Radiation-induced lung injury (RILI) includes early acute phase radiation pneumonitis (RP), and late chronic phase radiation-induced pulmonary fibrosis (RIPF). There is increasing evidence that ionizing radiation-induced cellular senescence is associated with pulmonary fibrosis. We have recently reported that biomarkers of senescence and, specifically, tyrosine kinase Fgr are induced in mouse RIPF, human idiopathic pulmonary fibrosis (IPF), and in human RIPF. We also reported that treatment with an Fgr inhibitor significantly reduced fibrosis of irradiated mouse lungs.
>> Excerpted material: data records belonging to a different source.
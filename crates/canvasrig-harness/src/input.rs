#![forbid(unsafe_code)]

//! Primitive input events, addressed by absolute viewport coordinates.
//!
//! These are the only events the harness ever asks a host to dispatch.
//! Pointer and touch are distinct channels: targets may branch on input
//! source, so a tap is never emulated with a click or vice versa.

use canvasrig_core::Point;
use serde::{Deserialize, Serialize};

#[derive(Debug, Clone, Copy, PartialEq, Eq, Hash, Default, Serialize, Deserialize)]
#[serde(rename_all = "snake_case")]
pub enum PointerButton {
    #[default]
    Left,
    Middle,
    Right,
}

#[derive(Debug, Clone, Copy, PartialEq, Eq, Hash, Serialize, Deserialize)]
#[serde(rename_all = "snake_case")]
pub enum PointerPhase {
    Move,
    Down,
    Up,
}

/// One low-level pointer sample.
#[derive(Debug, Clone, Copy, PartialEq, Serialize, Deserialize)]
pub struct PointerInput {
    pub phase: PointerPhase,
    /// Button pressed, released, or held while moving.
    #[serde(default, skip_serializing_if = "Option::is_none")]
    pub button: Option<PointerButton>,
    pub at: Point,
}

/// Input the harness asks a host to dispatch.
#[derive(Debug, Clone, Copy, PartialEq, Serialize, Deserialize)]
#[serde(tag = "kind", rename_all = "snake_case")]
pub enum InputEvent {
    /// Raw pointer sample (used to compose drags).
    Pointer(PointerInput),
    /// Complete click: move, press and release at one point.
    Click { at: Point, button: PointerButton },
    /// Complete touch tap: touch start and end at one point.
    Tap { at: Point },
}

impl InputEvent {
    /// Pointer move with no button held.
    pub const fn move_to(at: Point) -> Self {
        Self::Pointer(PointerInput {
            phase: PointerPhase::Move,
            button: None,
            at,
        })
    }

    /// Pointer move while the left button is held.
    pub const fn drag_to(at: Point) -> Self {
        Self::Pointer(PointerInput {
            phase: PointerPhase::Move,
            button: Some(PointerButton::Left),
            at,
        })
    }

    pub const fn down(at: Point) -> Self {
        Self::Pointer(PointerInput {
            phase: PointerPhase::Down,
            button: Some(PointerButton::Left),
            at,
        })
    }

    pub const fn up(at: Point) -> Self {
        Self::Pointer(PointerInput {
            phase: PointerPhase::Up,
            button: Some(PointerButton::Left),
            at,
        })
    }

    pub const fn click(at: Point) -> Self {
        Self::Click {
            at,
            button: PointerButton::Left,
        }
    }

    pub const fn tap(at: Point) -> Self {
        Self::Tap { at }
    }

    /// Where the event lands.
    pub const fn position(&self) -> Point {
        match self {
            Self::Pointer(pointer) => pointer.at,
            Self::Click { at, .. } | Self::Tap { at } => *at,
        }
    }

    /// Whether this is a bare pointer move (with or without a held button).
    pub fn is_pointer_move(&self) -> bool {
        matches!(
            self,
            Self::Pointer(PointerInput {
                phase: PointerPhase::Move,
                ..
            })
        )
    }
}
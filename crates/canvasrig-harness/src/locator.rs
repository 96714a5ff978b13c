#![forbid(unsafe_code)]

//! Resolving the rendering surface.

use canvasrig_core::SurfaceRect;

use crate::error::{HarnessError, Result};
use crate::host::SurfaceHost;

/// Default selector for the rendering surface.
pub const DEFAULT_SURFACE_SELECTOR: &str = "canvas";

/// Finds the rendering surface and reports its current rectangle.
///
/// Nothing is cached: the target may resize or reflow the surface on any
/// scene transition, so every call goes back to the host.
#[derive(Debug, Clone, PartialEq, Eq)]
pub struct SurfaceLocator {
    selector: String,
}

impl Default for SurfaceLocator {
    fn default() -> Self {
        Self::new(DEFAULT_SURFACE_SELECTOR)
    }
}

impl SurfaceLocator {
    pub fn new(selector: impl Into<String>) -> Self {
        Self {
            selector: selector.into(),
        }
    }

    pub fn selector(&self) -> &str {
        &self.selector
    }

    /// Current rectangle of the surface.
    ///
    /// A surface without area is treated as missing.
    pub async fn locate<H: SurfaceHost>(&self, host: &mut H) -> Result<SurfaceRect> {
        match host.bounding_rect(&self.selector).await? {
            Some(rect) if !rect.is_empty() => {
                tracing::trace!(
                    selector = %self.selector,
                    x = rect.x,
                    y = rect.y,
                    width = rect.width,
                    height = rect.height,
                    "surface located"
                );
                Ok(rect)
            }
            Some(rect) => {
                tracing::debug!(selector = %self.selector, ?rect, "surface has no area");
                Err(self.not_found())
            }
            None => Err(self.not_found()),
        }
    }

    fn not_found(&self) -> HarnessError {
        HarnessError::SurfaceNotFound {
            selector: self.selector.clone(),
        }
    }
}

#[cfg(test)]
mod tests {
    use super::*;
    use crate::error::HostError;
    use crate::scripted::ScriptedHost;

    #[tokio::test]
    async fn locates_fresh_each_call() {
        let mut host = ScriptedHost::new().with_surface(SurfaceRect::new(0.0, 0.0, 1280.0, 720.0));
        let locator = SurfaceLocator::default();
        assert_eq!(locator.locate(&mut host).await.unwrap().width, 1280.0);
        host.set_surface(Some(SurfaceRect::new(10.0, 5.0, 640.0, 360.0)));
        assert_eq!(
            locator.locate(&mut host).await.unwrap(),
            SurfaceRect::new(10.0, 5.0, 640.0, 360.0)
        );
    }

    #[tokio::test]
    async fn missing_or_empty_surface_is_not_found() {
        let locator = SurfaceLocator::new("#game");
        let mut host = ScriptedHost::new().with_surface_selector("#game");
        let expected = HarnessError::SurfaceNotFound {
            selector: "#game".into(),
        };
        assert_eq!(locator.locate(&mut host).await.unwrap_err(), expected);

        host.set_surface(Some(SurfaceRect::from_size(0.0, 720.0)));
        assert_eq!(locator.locate(&mut host).await.unwrap_err(), expected);
    }

    #[tokio::test]
    async fn host_failures_pass_through() {
        let mut host = ScriptedHost::new().disconnected();
        let err = SurfaceLocator::default().locate(&mut host).await.unwrap_err();
        assert_eq!(err, HarnessError::Host(HostError::Disconnected));
    }
}
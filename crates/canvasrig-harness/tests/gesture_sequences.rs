//! Exact input sequences produced by clicks, taps and swipes.

use std::time::Duration;

use canvasrig_harness::input::PointerInput;
use canvasrig_harness::layout::{MenuButton, Tribe};
use canvasrig_harness::{
    AspectPolicy, HarnessConfig, HarnessError, InputEvent, NormalizedPosition, Point, PointerPhase,
    ScriptedHost, Session, SurfaceRect, SwipeOptions,
};
use pretty_assertions::assert_eq;

fn ms(n: u64) -> Duration {
    Duration::from_millis(n)
}

fn session(rect: SurfaceRect) -> Session<ScriptedHost> {
    Session::new(ScriptedHost::new().with_surface(rect), HarnessConfig::default())
}

fn close(a: Point, b: Point) -> bool {
    (a.x - b.x).abs() < 1e-9 && (a.y - b.y).abs() < 1e-9
}

#[tokio::test]
async fn click_lands_on_menu_button() {
    let mut s = session(SurfaceRect::new(0.0, 40.0, 1280.0, 720.0));
    let at = s.click(MenuButton::Start.position()).await.unwrap();
    assert_eq!(at, Point::new(640.0, 40.0 + 720.0 * 0.618));
    assert_eq!(s.host().events(), vec![InputEvent::click(at)]);
}

#[tokio::test]
async fn tap_uses_touch_channel() {
    let mut s = session(SurfaceRect::from_size(1280.0, 720.0));
    let at = s.tap(Tribe::Judah.position()).await.unwrap();
    assert_eq!(s.host().events(), vec![InputEvent::tap(at)]);
}

#[tokio::test]
async fn named_lookup_and_unknown_names() {
    let mut s = session(SurfaceRect::from_size(1280.0, 720.0));
    let at = s.tap_named("tribe.benjamin").await.unwrap();
    assert_eq!(
        at,
        SurfaceRect::from_size(1280.0, 720.0).project(Tribe::Benjamin.position())
    );

    let err = s.click_named("tribe.ephraim").await.unwrap_err();
    assert!(matches!(err, HarnessError::Layout(_)));
    assert_eq!(s.host().events().len(), 1);
}

#[tokio::test]
async fn swipe_has_exact_move_count_and_endpoints() {
    let mut s = session(SurfaceRect::from_size(1280.0, 720.0));
    let from = NormalizedPosition::new(0.1, 0.5);
    let to = NormalizedPosition::new(0.9, 0.5);
    let path = s
        .swipe_with(from, to, SwipeOptions::default().with_steps(10))
        .await
        .unwrap();

    let moves = s.host().pointer_moves();
    assert_eq!(moves.len(), 10);
    let step = Point::new((path.to.x - path.from.x) / 10.0, (path.to.y - path.from.y) / 10.0);
    assert!(close(moves[0], Point::new(path.from.x + step.x, path.from.y + step.y)));
    assert_eq!(moves[9], path.to);
    for pair in moves.windows(2) {
        assert!(pair[1].x > pair[0].x);
    }
}

#[tokio::test]
async fn swipe_sequence_and_timing() {
    let mut s = session(SurfaceRect::from_size(1280.0, 720.0));
    let start = s.host().clock().now();
    let path = s
        .swipe_with(
            NormalizedPosition::new(0.2, 0.2),
            NormalizedPosition::new(0.2, 0.8),
            SwipeOptions::default().with_steps(4).with_duration(ms(200)),
        )
        .await
        .unwrap();

    let events = s.host().events();
    assert_eq!(events.len(), 1 + 1 + 4 + 1);
    assert_eq!(events[0], InputEvent::tap(path.from));
    assert_eq!(events[1], InputEvent::down(path.from));
    assert!(events[2..6].iter().all(InputEvent::is_pointer_move));
    assert_eq!(events[6], InputEvent::up(path.to));
    assert!(matches!(
        events[6],
        InputEvent::Pointer(PointerInput {
            phase: PointerPhase::Up,
            ..
        })
    ));

    // Touch settle, then `duration / steps` after every move.
    assert_eq!(
        s.host().sleeps(),
        &[ms(50), ms(50), ms(50), ms(50), ms(50)]
    );
    let step_pauses: Duration = s.host().sleeps()[1..].iter().sum();
    assert_eq!(step_pauses, ms(200));
    assert_eq!(s.host().clock().now() - start, ms(250));

    // Pointer-down happens after the settle, pointer-up after the last pause.
    let stamps: Vec<Duration> = s.host().dispatched().iter().map(|r| r.at).collect();
    assert_eq!(stamps, vec![ms(0), ms(50), ms(50), ms(100), ms(150), ms(200), ms(250)]);
}

#[tokio::test]
async fn zero_steps_still_reaches_target() {
    let mut s = session(SurfaceRect::from_size(1280.0, 720.0));
    let path = s
        .swipe_with(
            NormalizedPosition::ORIGIN,
            NormalizedPosition::new(1.0, 1.0),
            SwipeOptions::default().with_steps(0),
        )
        .await
        .unwrap();
    assert_eq!(s.host().pointer_moves(), vec![path.to]);
    assert_eq!(path.to, Point::new(1280.0, 720.0));
}

#[tokio::test]
async fn gestures_without_surface_fail_before_dispatch() {
    let mut s = Session::new(ScriptedHost::new(), HarnessConfig::default());
    let err = s.click(NormalizedPosition::CENTER).await.unwrap_err();
    assert_eq!(
        err,
        HarnessError::SurfaceNotFound {
            selector: "canvas".into()
        }
    );
    let err = s
        .swipe(NormalizedPosition::ORIGIN, NormalizedPosition::CENTER)
        .await
        .unwrap_err();
    assert!(matches!(err, HarnessError::SurfaceNotFound { .. }));
    assert!(s.host().dispatched().is_empty());
}

#[tokio::test]
async fn translation_tracks_resizes() {
    let mut s = session(SurfaceRect::from_size(1280.0, 720.0));
    let first = s.to_absolute(NormalizedPosition::CENTER).await.unwrap();
    s.host_mut()
        .set_surface(Some(SurfaceRect::new(320.0, 180.0, 640.0, 360.0)));
    let second = s.to_absolute(NormalizedPosition::CENTER).await.unwrap();
    assert_eq!(first, Point::new(640.0, 360.0));
    assert_eq!(second, Point::new(640.0, 360.0));
    assert_eq!(
        s.to_absolute(NormalizedPosition::ORIGIN).await.unwrap(),
        Point::new(320.0, 180.0)
    );
}

#[tokio::test]
async fn aspect_policy_from_config() {
    let square = SurfaceRect::from_size(800.0, 800.0);
    let mut strict = session(square);
    assert!(matches!(
        strict.click(NormalizedPosition::CENTER).await,
        Err(HarnessError::AspectMismatch { .. })
    ));

    let mut lenient = Session::new(
        ScriptedHost::new().with_surface(square),
        HarnessConfig::default().with_aspect_policy(AspectPolicy::Warn),
    );
    assert_eq!(
        lenient.click(NormalizedPosition::CENTER).await.unwrap(),
        Point::new(400.0, 400.0)
    );
}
Here, we investigated the association of senescence and tyrosine kinase Fgr in non-human primate (NHP) lung fibrosis and determined whether lung fibrosis can be predicted by analyzing the bronchoalveolar lavage (BAL) cells and fluid at early time points after irradiation. We found that markers of senescence (p16, p21) and expression of Fgr are induced in the lungs of NHP with RILI. That fibrosis can be predicted by analyzing BAL cells prior to the appearance of pulmonary fibrosis. We also induced senescence and expression of Fgr in irradiated normal human primary airway epithelial cells in vitro. In a transwell culture system, we established that senescent human airway epithelial cells induced fibrosis biomarkers collagen1, collagen 3, and alpha-smooth-muscle actin in target human primary lung fibroblasts. Whole-thorax lung irradiated (WTLI) NHPs in this study developed moderate to severe pneumonitis and marked variations in the magnitude of RIPF as measured by trichrome staining. In BAL fluid that was collected from WTLI NHP senescence-associated secretory proteins (SASP) were significantly induced, compared to the BAL fluid collected from control non-irradiated NHPs. Moreover, the levels of Fgr and biomarkers of senescence were significantly higher in NHPs with severely injured lungs compared to those with mildly or moderately injured lungs as indicated by fibrosis. Proinflammatory SASP cytokines increased to levels that correlated with the severity of RILI. The results show that senescent cells with induction of Fgr, and SASP cytokines are detectable in NHPs prior to RIPF and suggest that analysis of these proteins can predict the severity of RIPF prior to fully formed fibrosis.